====== AVAILABLE DATA ======

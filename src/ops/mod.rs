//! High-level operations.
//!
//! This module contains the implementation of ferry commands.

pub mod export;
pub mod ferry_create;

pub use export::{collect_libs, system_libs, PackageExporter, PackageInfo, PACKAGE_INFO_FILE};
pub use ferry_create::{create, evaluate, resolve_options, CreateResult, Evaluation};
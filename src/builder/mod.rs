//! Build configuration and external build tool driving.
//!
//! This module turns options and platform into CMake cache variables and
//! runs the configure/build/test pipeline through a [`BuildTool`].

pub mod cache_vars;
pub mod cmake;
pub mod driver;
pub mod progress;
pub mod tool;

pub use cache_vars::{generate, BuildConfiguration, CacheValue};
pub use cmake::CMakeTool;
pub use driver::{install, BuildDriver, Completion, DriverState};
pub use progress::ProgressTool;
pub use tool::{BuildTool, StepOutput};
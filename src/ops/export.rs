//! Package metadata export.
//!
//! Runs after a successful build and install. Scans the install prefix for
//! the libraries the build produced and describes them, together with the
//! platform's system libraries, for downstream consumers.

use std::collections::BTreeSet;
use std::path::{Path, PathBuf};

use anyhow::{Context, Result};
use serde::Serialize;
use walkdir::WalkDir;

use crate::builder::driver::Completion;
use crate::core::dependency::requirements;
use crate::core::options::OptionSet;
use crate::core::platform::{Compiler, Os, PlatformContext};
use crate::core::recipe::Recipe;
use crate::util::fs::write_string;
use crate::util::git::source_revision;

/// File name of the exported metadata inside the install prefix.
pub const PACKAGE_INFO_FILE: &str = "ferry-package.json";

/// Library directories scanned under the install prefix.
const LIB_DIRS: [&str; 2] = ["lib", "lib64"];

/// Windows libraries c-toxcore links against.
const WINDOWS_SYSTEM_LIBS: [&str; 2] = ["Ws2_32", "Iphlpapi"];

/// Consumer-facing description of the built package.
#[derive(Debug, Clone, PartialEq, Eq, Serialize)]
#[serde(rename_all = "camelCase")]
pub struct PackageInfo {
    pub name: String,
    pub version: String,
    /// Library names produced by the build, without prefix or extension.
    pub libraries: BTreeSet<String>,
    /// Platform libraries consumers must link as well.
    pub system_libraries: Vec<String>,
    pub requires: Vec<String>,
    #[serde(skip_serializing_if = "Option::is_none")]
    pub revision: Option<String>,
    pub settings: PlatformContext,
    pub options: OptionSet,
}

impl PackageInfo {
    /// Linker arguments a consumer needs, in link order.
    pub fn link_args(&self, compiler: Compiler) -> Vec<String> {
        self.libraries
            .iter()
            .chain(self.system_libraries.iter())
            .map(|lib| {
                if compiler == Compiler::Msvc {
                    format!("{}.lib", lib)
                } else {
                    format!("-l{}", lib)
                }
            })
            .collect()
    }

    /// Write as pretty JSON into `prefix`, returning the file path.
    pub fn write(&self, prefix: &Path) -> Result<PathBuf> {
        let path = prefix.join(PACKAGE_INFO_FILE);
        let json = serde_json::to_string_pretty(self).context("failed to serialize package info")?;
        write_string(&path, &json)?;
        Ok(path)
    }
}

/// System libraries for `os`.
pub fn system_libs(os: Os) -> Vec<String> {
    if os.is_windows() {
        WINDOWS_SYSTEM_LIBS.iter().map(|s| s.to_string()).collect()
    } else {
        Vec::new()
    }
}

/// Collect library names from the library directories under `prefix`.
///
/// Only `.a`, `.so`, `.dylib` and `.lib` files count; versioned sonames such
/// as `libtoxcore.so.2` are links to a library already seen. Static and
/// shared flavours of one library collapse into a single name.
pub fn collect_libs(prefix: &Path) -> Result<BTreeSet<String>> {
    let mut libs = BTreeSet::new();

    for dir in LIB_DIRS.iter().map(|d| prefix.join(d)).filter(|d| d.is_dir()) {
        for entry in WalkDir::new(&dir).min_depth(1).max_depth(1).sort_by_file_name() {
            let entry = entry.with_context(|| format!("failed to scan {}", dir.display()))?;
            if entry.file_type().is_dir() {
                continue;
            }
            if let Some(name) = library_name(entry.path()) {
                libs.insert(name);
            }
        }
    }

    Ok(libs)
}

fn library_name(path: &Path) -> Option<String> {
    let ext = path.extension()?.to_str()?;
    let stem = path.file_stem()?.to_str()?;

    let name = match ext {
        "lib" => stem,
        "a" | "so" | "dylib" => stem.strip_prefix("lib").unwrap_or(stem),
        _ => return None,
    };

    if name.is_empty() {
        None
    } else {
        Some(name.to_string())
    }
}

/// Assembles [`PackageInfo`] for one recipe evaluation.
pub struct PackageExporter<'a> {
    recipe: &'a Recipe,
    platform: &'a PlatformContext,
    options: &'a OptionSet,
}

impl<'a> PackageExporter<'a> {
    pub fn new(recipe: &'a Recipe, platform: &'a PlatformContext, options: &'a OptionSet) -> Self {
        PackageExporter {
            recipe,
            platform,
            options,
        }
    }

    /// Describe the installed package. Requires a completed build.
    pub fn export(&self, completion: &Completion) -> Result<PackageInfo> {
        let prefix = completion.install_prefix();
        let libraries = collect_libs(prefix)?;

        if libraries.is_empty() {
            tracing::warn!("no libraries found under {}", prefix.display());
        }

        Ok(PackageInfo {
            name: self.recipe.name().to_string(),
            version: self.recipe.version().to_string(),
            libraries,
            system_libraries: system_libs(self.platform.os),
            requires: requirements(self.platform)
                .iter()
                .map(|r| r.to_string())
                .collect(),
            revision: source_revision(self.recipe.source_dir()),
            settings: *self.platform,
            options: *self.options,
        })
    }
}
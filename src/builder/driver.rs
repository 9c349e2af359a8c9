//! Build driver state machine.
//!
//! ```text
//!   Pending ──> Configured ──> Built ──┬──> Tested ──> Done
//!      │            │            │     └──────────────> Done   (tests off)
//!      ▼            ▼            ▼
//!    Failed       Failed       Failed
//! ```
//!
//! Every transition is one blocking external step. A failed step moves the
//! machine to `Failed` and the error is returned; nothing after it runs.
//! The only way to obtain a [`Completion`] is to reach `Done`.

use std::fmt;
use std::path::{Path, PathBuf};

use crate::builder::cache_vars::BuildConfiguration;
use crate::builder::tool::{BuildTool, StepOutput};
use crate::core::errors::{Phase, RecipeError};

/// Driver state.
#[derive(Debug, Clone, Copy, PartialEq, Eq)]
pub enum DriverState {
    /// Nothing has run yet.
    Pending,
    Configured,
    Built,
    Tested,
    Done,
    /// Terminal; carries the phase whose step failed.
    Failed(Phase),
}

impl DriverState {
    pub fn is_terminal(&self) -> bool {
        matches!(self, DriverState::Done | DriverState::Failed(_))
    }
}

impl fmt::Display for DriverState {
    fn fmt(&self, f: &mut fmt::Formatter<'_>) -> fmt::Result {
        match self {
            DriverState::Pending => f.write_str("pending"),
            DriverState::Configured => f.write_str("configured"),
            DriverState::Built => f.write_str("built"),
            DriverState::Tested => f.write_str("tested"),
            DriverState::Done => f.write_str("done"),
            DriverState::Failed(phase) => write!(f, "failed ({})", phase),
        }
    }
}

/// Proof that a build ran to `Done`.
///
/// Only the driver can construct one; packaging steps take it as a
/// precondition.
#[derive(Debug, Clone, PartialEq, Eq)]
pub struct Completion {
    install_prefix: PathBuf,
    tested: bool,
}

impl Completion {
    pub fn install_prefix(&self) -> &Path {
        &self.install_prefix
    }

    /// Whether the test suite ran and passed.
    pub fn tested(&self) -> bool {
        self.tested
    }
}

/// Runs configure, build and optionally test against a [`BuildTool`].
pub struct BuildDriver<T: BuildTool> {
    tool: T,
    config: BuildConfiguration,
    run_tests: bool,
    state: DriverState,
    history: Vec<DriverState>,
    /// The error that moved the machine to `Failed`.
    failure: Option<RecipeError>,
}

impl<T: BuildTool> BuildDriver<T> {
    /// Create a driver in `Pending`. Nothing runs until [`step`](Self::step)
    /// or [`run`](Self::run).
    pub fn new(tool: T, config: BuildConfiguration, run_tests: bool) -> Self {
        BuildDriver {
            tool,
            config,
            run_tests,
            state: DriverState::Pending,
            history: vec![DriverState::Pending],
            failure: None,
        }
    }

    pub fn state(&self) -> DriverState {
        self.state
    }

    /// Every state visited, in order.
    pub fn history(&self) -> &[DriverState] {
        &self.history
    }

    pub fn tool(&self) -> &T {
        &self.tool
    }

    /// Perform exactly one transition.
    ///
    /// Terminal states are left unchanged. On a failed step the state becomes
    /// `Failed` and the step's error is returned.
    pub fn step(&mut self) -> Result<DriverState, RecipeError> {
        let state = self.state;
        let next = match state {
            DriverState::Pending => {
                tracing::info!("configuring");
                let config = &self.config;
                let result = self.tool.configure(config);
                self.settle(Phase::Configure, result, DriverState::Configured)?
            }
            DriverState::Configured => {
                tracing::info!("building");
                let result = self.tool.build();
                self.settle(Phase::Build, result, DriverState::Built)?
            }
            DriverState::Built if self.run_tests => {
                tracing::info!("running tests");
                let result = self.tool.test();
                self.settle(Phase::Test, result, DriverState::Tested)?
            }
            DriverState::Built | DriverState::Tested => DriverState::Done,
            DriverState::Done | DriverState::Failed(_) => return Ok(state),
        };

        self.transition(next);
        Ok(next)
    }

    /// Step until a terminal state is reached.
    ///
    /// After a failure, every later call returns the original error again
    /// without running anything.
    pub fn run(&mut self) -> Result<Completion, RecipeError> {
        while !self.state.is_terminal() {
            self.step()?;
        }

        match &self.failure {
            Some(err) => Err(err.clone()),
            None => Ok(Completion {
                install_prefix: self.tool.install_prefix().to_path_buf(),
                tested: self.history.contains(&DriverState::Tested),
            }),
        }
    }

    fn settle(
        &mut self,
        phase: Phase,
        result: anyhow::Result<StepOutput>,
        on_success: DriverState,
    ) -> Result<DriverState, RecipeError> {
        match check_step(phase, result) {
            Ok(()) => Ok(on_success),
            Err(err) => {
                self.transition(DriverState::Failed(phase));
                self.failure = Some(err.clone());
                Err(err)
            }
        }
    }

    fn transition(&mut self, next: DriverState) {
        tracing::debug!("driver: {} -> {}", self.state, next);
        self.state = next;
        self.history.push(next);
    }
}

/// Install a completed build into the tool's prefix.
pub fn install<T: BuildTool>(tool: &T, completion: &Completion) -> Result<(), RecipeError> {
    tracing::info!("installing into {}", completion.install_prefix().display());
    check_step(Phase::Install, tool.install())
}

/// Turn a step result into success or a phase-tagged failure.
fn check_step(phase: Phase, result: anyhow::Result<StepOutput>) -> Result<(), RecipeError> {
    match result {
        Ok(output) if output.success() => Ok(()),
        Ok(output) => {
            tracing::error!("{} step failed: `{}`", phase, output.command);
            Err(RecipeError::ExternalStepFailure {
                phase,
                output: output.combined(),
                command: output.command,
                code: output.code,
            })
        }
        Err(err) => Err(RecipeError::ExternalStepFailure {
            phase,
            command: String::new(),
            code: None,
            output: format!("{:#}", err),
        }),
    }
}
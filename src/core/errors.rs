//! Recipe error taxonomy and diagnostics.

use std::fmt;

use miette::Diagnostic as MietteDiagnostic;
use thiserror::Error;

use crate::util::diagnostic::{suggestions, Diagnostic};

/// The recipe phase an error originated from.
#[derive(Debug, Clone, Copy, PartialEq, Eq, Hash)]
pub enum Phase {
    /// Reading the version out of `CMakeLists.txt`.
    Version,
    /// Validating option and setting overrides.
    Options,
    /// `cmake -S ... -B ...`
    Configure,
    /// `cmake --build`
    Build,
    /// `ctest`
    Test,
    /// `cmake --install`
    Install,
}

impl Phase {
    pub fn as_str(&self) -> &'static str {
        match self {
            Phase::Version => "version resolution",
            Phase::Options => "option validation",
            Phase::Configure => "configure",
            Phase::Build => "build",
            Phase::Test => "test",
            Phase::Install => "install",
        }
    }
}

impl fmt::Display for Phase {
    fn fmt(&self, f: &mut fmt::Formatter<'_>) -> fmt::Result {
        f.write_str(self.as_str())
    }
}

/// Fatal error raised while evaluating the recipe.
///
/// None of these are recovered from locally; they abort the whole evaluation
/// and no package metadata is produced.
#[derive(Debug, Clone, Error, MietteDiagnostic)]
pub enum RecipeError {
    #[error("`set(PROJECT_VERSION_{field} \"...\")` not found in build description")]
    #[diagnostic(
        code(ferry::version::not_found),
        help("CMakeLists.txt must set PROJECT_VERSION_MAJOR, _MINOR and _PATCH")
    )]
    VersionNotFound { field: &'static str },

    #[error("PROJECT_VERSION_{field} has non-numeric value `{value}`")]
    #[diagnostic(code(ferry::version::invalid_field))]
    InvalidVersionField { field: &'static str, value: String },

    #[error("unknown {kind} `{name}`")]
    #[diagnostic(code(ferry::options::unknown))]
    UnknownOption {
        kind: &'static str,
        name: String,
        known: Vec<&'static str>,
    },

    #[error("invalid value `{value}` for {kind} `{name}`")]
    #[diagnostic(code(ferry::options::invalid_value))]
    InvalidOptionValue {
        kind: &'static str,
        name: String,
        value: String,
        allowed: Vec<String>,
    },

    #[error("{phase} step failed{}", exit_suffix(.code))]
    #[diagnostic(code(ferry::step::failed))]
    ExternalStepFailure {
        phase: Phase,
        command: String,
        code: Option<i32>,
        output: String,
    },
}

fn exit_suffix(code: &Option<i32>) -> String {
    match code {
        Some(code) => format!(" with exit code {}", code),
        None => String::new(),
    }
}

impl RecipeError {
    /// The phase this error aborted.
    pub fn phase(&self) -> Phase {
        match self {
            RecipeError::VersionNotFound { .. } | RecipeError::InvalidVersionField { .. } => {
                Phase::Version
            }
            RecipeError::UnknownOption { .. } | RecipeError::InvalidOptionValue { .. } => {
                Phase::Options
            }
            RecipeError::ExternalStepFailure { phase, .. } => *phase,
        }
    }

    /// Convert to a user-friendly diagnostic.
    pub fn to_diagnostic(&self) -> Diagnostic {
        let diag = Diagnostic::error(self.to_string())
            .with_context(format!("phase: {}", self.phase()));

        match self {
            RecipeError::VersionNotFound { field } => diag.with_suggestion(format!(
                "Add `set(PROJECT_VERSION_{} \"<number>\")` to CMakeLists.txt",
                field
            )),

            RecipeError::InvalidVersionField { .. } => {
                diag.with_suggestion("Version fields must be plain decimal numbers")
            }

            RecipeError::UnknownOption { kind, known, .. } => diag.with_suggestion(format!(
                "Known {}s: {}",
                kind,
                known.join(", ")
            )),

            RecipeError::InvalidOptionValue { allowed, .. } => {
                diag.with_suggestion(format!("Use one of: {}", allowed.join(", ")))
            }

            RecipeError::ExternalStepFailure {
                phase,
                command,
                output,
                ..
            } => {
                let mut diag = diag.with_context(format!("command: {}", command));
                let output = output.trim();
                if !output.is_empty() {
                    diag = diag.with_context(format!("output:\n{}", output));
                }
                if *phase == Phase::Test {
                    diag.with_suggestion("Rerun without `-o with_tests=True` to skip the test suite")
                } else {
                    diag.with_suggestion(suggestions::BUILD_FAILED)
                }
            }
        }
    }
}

======

- GOAL OF THE EXERCISE
Give back, exactly as written, the stretch from the line with "#[derive(Debug, Clone, PartialEq, Eq, Serialize)]" through the line with "in link order.", and no other lines from the records above.

- COMPLETED EXERCISE
#[derive(Debug, Clone, PartialEq, Eq, Serialize)]
#[serde(rename_all = "camelCase")]
pub struct PackageInfo {
    pub name: String,
    pub version: String,
    /// Library names produced by the build, without prefix or extension.
    pub libraries: BTreeSet<String>,
    /// Platform libraries consumers must link as well.
    pub system_libraries: Vec<String>,
    pub requires: Vec<String>,
    #[serde(skip_serializing_if = "Option::is_none")]
    pub revision: Option<String>,
    pub settings: PlatformContext,
    pub options: OptionSet,
}

impl PackageInfo {
    /// Linker arguments a consumer needs, in link order.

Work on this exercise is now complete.